Baltimore's Waxter Senior Center to Close Temporarily Over HVAC, Roof Failures
Tempers flared at a second town hall as Baltimore seniors demanded answers after city officials announced the Waxter Center will close in May over a failed HVAC system.

The Waxter Center for Senior Citizens, a long-standing fixture in Midtown-Belvedere that has served Baltimore seniors for decades, is set to temporarily close in May after its HVAC system failed, prompting city leaders to search for a temporary relocation site while they weigh options that range from immediate repairs to demolition and rebuilding.
The announcement has unsettled members of the Mount Vernon area center, and tensions were visible at the second town hall held on the issue. Tempers flared as members pressed city leaders for concrete answers about the building's future and where seniors would go in the interim. Officials acknowledged they are still searching for a temporary site while a longer-term plan is studied, but no site has been identified and no timeline for a decision has been offered.
City leaders laid out three broad paths forward: immediate repairs to address the building failures, a fuller renovation, or demolition and rebuilding from the ground up. Each option carries significantly different implications for how long seniors could be displaced and what the center might look like when it reopens, but officials provided no cost estimates or projected timelines for any scenario.
For many attendees, the mechanics of the decision mattered less than what might be lost. Seniors made clear their top priority is staying together and preserving what the Waxter Center has meant to the community over the decades it has operated. Herb Merrick, a former supervisor who addressed city leaders at the meeting, captured that sentiment directly.
"The Waxter Center did everything and was everything, and my wish to you all is that whatever you decide with the city, it can be what it was," Merrick said.

The HVAC failure is the primary cause of the May closure, though the original reporting on the center's condition references mounting building failures and a broader list of issues, with roof and mechanical problems cited alongside the HVAC system. The full scope of the building's deficiencies has not been detailed publicly by city officials.

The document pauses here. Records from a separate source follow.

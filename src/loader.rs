//! Document loading: PDF and plain-text sources into [`Page`]s.
//!
//! PDF parsing is delegated to `pdf-extract`; this module only maps its
//! per-page output onto [`Page`] values with source metadata, and walks
//! directories to find loadable files.
//!
//! | Extension | Pages produced |
//! |-----------|----------------|
//! | `.pdf` | one per PDF page, numbered from 0 |
//! | `.txt`, `.md` | a single page 0 |
//!
//! Any other extension is rejected with [`RagError::Load`].

use globset::{Glob, GlobSet, GlobSetBuilder};
use std::path::{Path, PathBuf};
use tracing::{debug, info};
use walkdir::WalkDir;

use crate::config::LoaderConfig;
use crate::error::{RagError, Result};
use crate::models::{Document, Page};

/// Kind of source, decided from the file extension.
#[derive(Debug, Clone, Copy, PartialEq, Eq)]
pub enum SourceKind {
    Pdf,
    Text,
}

impl SourceKind {
    pub fn from_path(path: &Path) -> Option<Self> {
        let ext = path.extension()?.to_str()?.to_ascii_lowercase();
        match ext.as_str() {
            "pdf" => Some(SourceKind::Pdf),
            "txt" | "md" => Some(SourceKind::Text),
            _ => None,
        }
    }
}

/// Load a single file into a [`Document`].
pub fn load_document(path: &Path) -> Result<Document> {
    let kind = SourceKind::from_path(path)
        .ok_or_else(|| RagError::load(path, "unsupported file type"))?;
    let bytes = std::fs::read(path).map_err(|e| RagError::load(path, e))?;
    let source = path.to_string_lossy().to_string();
    let doc = load_bytes(&source, &bytes, kind)?;
    debug!(source = %doc.id, pages = doc.pages.len(), "loaded document");
    Ok(doc)
}

/// Load an in-memory byte buffer identified by `source`.
pub fn load_bytes(source: &str, bytes: &[u8], kind: SourceKind) -> Result<Document> {
    let pages = match kind {
        SourceKind::Pdf => pdf_pages(source, bytes)?,
        SourceKind::Text => {
            let text = std::str::from_utf8(bytes)
                .map_err(|e| RagError::load(source, format!("invalid UTF-8: {}", e)))?;
            vec![Page {
                source: source.to_string(),
                page: 0,
                text: text.to_string(),
            }]
        }
    };
    Ok(Document {
        id: source.to_string(),
        pages,
    })
}

fn pdf_pages(source: &str, bytes: &[u8]) -> Result<Vec<Page>> {
    let texts = pdf_extract::extract_text_from_mem_by_pages(bytes)
        .map_err(|e| RagError::load(source, format!("PDF extraction failed: {}", e)))?;
    Ok(texts
        .into_iter()
        .enumerate()
        .map(|(page, text)| Page {
            source: source.to_string(),
            page,
            text,
        })
        .collect())
}

/// Load every path in argument order. Directories are walked recursively
/// and filtered by the configured globs; their files load in sorted order.
pub fn load_documents(paths: &[PathBuf], config: &LoaderConfig) -> Result<Vec<Document>> {
    let mut documents = Vec::new();
    for path in paths {
        if path.is_dir() {
            for file in scan_directory(path, config)? {
                documents.push(load_document(&file)?);
            }
        } else {
            documents.push(load_document(path)?);
        }
    }
    let pages: usize = documents.iter().map(|d| d.pages.len()).sum();
    info!(documents = documents.len(), pages, "loaded sources");
    Ok(documents)
}

/// List loadable files under `root`, sorted by path.
pub fn scan_directory(root: &Path, config: &LoaderConfig) -> Result<Vec<PathBuf>> {
    let include_set = build_globset(&config.include_globs).map_err(|e| RagError::load(root, e))?;

    let mut default_excludes = vec!["**/.git/**".to_string(), "**/target/**".to_string()];
    default_excludes.extend(config.exclude_globs.clone());
    let exclude_set = build_globset(&default_excludes).map_err(|e| RagError::load(root, e))?;

    let mut files = Vec::new();
    for entry in WalkDir::new(root).sort_by_file_name() {
        let entry = entry.map_err(|e| RagError::load(root, e))?;
        if !entry.file_type().is_file() {
            continue;
        }

        let path = entry.path();
        let relative = path.strip_prefix(root).unwrap_or(path);
        let rel_str = relative.to_string_lossy().to_string();

        if exclude_set.is_match(&rel_str) || !include_set.is_match(&rel_str) {
            continue;
        }
        if SourceKind::from_path(path).is_none() {
            continue;
        }
        files.push(path.to_path_buf());
    }
    files.sort();
    Ok(files)
}

fn build_globset(patterns: &[String]) -> std::result::Result<GlobSet, globset::Error> {
    let mut builder = GlobSetBuilder::new();
    for pattern in patterns {
        builder.add(Glob::new(pattern)?);
    }
    builder.build()
}
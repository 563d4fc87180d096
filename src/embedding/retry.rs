//! Caller-side retry policy for embedders.
//!
//! Adapters surface throttling and transient failures instead of retrying.
//! [`RetryingEmbedder`] is the opt-in layer around them:
//! - [`RagError::RateLimit`] and retryable [`RagError::Service`] → retry
//! - anything else → fail immediately
//! - backoff: 1s, 2s, 4s, 8s, 16s, 32s (capped at 2^5 × base delay)

use async_trait::async_trait;
use std::sync::Arc;
use std::time::Duration;
use tracing::warn;

use super::{Embedder, EmbedderDescriptor};
use crate::error::Result;
use crate::models::Vector;

pub struct RetryingEmbedder {
    inner: Arc<dyn Embedder>,
    max_retries: u32,
    base_delay: Duration,
}

impl RetryingEmbedder {
    pub fn new(inner: Arc<dyn Embedder>, max_retries: u32) -> Self {
        Self {
            inner,
            max_retries,
            base_delay: Duration::from_secs(1),
        }
    }

    /// Override the first backoff delay.
    pub fn with_base_delay(mut self, delay: Duration) -> Self {
        self.base_delay = delay;
        self
    }

    fn delay_for(&self, attempt: u32) -> Duration {
        self.base_delay * (1u32 << (attempt - 1).min(5))
    }
}

#[async_trait]
impl Embedder for RetryingEmbedder {
    fn descriptor(&self) -> &EmbedderDescriptor {
        self.inner.descriptor()
    }

    async fn embed(&self, texts: &[String]) -> Result<Vec<Vector>> {
        let mut attempt = 0;
        loop {
            match self.inner.embed(texts).await {
                Ok(vectors) => return Ok(vectors),
                Err(e) if e.is_retryable() && attempt < self.max_retries => {
                    attempt += 1;
                    let delay = self.delay_for(attempt);
                    warn!(attempt, ?delay, error = %e, "embedding request failed, retrying");
                    tokio::time::sleep(delay).await;
                }
                Err(e) => return Err(e),
            }
        }
    }
}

With the second town hall now behind them, city leaders have indicated that more public meetings are planned to keep residents informed and allow members to voice concerns as decisions are made. No dates or locations for those future sessions have been announced. The city has also not named which department is leading the temporary site search or identified any candidate locations for relocated programming.
The Waxter Center's closure, even a temporary one, would leave a gap in services for a neighborhood that has relied on the facility for generations. What remains unresolved heading into those future town halls is whether the city can move quickly enough to keep seniors together before May arrives.